You also cannot help but notice how hard they work - especially playing live all over the UK. Sam talked about this,
"We started looking outwards early on, playing in Chester, the folk clubs, Alexanders, then the Leaf in Liverpool - we made a conscious effort to go out and not get caught playing the same local gigs."
All this experience, and the connections they have, are now coming together as they prepare to release their second album. We talked about it as the interview came to an end, Sam led the discussion:
"The new album is still mainly country and blues" Jim added, "It's all from the same roots as we have followed before - though the new song 'Tombstone' has some psychedelic influence there." then continued, "The album ('Cosmic Country Blue') is coming out on a new label Aveline - an Americana focused venture."
"Our link to it is through a venue in Camden, The Green Note Cafe - we played our first gig in London there, the owner Immie had seen us at the Maverick and has championed us for few years now - she is involved in setting up the new label with some very experienced industry partners, and it was natural to work with them. They have given us complete creative freedom."
Cosmic Country Blue has been recorded and produced over a period of a year by Romeo Stoddart (The Magic Numbers) at the studio in Hackney he shares ownership of with The Feeling. As on their earlier recording Sam takes lead vocals on the more soulful tracks, the brothers working with those where the rhythms and country feel are to the fore - it is an engrossing and uplifting collection of songs, and it comes out on October 7th. They are touring through September and October to promote it - which led me to ask one final question about their live performances; despite being a very different musical proposition they remind me of the on-stage energy of The Wonderstuff in their swirling 90's pomp:
"When we started out busking we did used to stand stock still...."
Jim immediately laughed and said:
"It'd be fair to say we get lost in the music on stage - I'm more nervous if I stand still now - I just get into it - but if we don't lose our inhibitions on stage then how can we expect the audiences to?"
"The double bass - on stage she is my dance partner. If I am not into it enough to shake my ass a bit on stage I've let the audience down (laughing)."
Then Jim, suddenly serious to emphasise his point, said:
"If you're not lost in it, no-one else is going to be lost in it."
Which just about sums up what they put into what they do.
They have enormous on stage vitality - and it's definitely not choreographed; they are as authentic and engaging on stage as they are on record, as they are in life - after half an hour talking to them and a while longer listening to their new album (review soon) you can see how their 'luck' has come about. They seem poised for, and deserve, a much higher profile; there seems something certain and inevitable about their trajectory.

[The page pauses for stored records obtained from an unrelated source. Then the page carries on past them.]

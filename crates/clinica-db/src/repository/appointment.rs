//! SurrealDB implementation of [`AppointmentRepository`].
//!
//! Slot exclusivity is enforced here as well as in the guard layer:
//! `create` and slot-touching `reschedule` re-run the conflict check
//! inside the same transaction as the write, so two concurrent
//! requests for one slot cannot both commit.

use chrono::{DateTime, Utc};
use clinica_core::error::{ClinicaError, ClinicaResult};
use clinica_core::models::appointment::{
    Appointment, AppointmentStatus, CreateAppointment, RescheduleAppointment, SlotTime,
    next_day, normalize_day,
};
use clinica_core::repository::{AppointmentRepository, PaginatedResult, Pagination};
use surrealdb::{Connection, Surreal};
use surrealdb_types::SurrealValue;
use uuid::Uuid;

use crate::error::DbError;

const SLOT_TAKEN: &str = "slot already booked";

/// DB-side row struct for queries where the UUID is already known.
#[derive(Debug, SurrealValue)]
struct AppointmentRow {
    consultorio_id: String,
    practitioner_id: String,
    patient_id: String,
    day: DateTime<Utc>,
    time: String,
    reason: Option<String>,
    notes: Option<String>,
    status: String,
    created_at: DateTime<Utc>,
    updated_at: DateTime<Utc>,
}

/// DB-side row struct that includes the record ID via `meta::id(id)`.
#[derive(Debug, SurrealValue)]
struct AppointmentRowWithId {
    record_id: String,
    consultorio_id: String,
    practitioner_id: String,
    patient_id: String,
    day: DateTime<Utc>,
    time: String,
    reason: Option<String>,
    notes: Option<String>,
    status: String,
    created_at: DateTime<Utc>,
    updated_at: DateTime<Utc>,
}

fn parse_status(s: &str) -> Result<AppointmentStatus, DbError> {
    match s {
        "Pending" => Ok(AppointmentStatus::Pending),
        "Confirmed" => Ok(AppointmentStatus::Confirmed),
        "Completed" => Ok(AppointmentStatus::Completed),
        "Cancelled" => Ok(AppointmentStatus::Cancelled),
        other => Err(DbError::Decode(format!(
            "unknown appointment status: {other}"
        ))),
    }
}

fn status_to_string(s: AppointmentStatus) -> &'static str {
    match s {
        AppointmentStatus::Pending => "Pending",
        AppointmentStatus::Confirmed => "Confirmed",
        AppointmentStatus::Completed => "Completed",
        AppointmentStatus::Cancelled => "Cancelled",
    }
}

fn parse_slot(s: &str) -> Result<SlotTime, DbError> {
    s.parse()
        .map_err(|e: ClinicaError| DbError::Decode(e.to_string()))
}

impl AppointmentRow {
    fn into_appointment(self, id: Uuid) -> Result<Appointment, DbError> {
        let consultorio_id = Uuid::parse_str(&self.consultorio_id)
            .map_err(|e| DbError::Decode(format!("invalid consultorio UUID: {e}")))?;
        let practitioner_id = Uuid::parse_str(&self.practitioner_id)
            .map_err(|e| DbError::Decode(format!("invalid practitioner UUID: {e}")))?;
        let patient_id = Uuid::parse_str(&self.patient_id)
            .map_err(|e| DbError::Decode(format!("invalid patient UUID: {e}")))?;
        Ok(Appointment {
            id,
            consultorio_id,
            practitioner_id,
            patient_id,
            day: self.day,
            time: parse_slot(&self.time)?,
            reason: self.reason,
            notes: self.notes,
            status: parse_status(&self.status)?,
            created_at: self.created_at,
            updated_at: self.updated_at,
        })
    }
}

impl AppointmentRowWithId {
    fn try_into_appointment(self) -> Result<Appointment, DbError> {
        let id = Uuid::parse_str(&self.record_id)
            .map_err(|e| DbError::Decode(format!("invalid UUID: {e}")))?;
        AppointmentRow {
            consultorio_id: self.consultorio_id,
            practitioner_id: self.practitioner_id,
            patient_id: self.patient_id,
            day: self.day,
            time: self.time,
            reason: self.reason,
            notes: self.notes,
            status: self.status,
            created_at: self.created_at,
            updated_at: self.updated_at,
        }
        .into_appointment(id)
    }
}

/// Row struct for count queries.
#[derive(Debug, SurrealValue)]
struct CountRow {
    total: u64,
}

/// SurrealDB implementation of the Appointment repository.
#[derive(Clone)]
pub struct SurrealAppointmentRepository<C: Connection> {
    db: Surreal<C>,
}

impl<C: Connection> SurrealAppointmentRepository<C> {
    pub fn new(db: Surreal<C>) -> Self {
        Self { db }
    }
}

The Goat Roper Rodeo Band play vivid, compelling and soulful cosmic country blues; and when they let rip on songs such as Don't Believe You, they are just dazzling.
Cosmic Country Blue is released on October 7th, and The Goat Roper Rodeo Band play the Blue Sky Cafe, Bangor, on September 15th, and Alexanders, Chester on October 14th as part of the nationwide tour to promote it.
THE GOAT ROPER RODEO BAND I Don't Believe in You
Filmed June 2016 at Beverley Folk Festival - not the best quality recording, but it can't be watched without being mesmerised by the music and performance.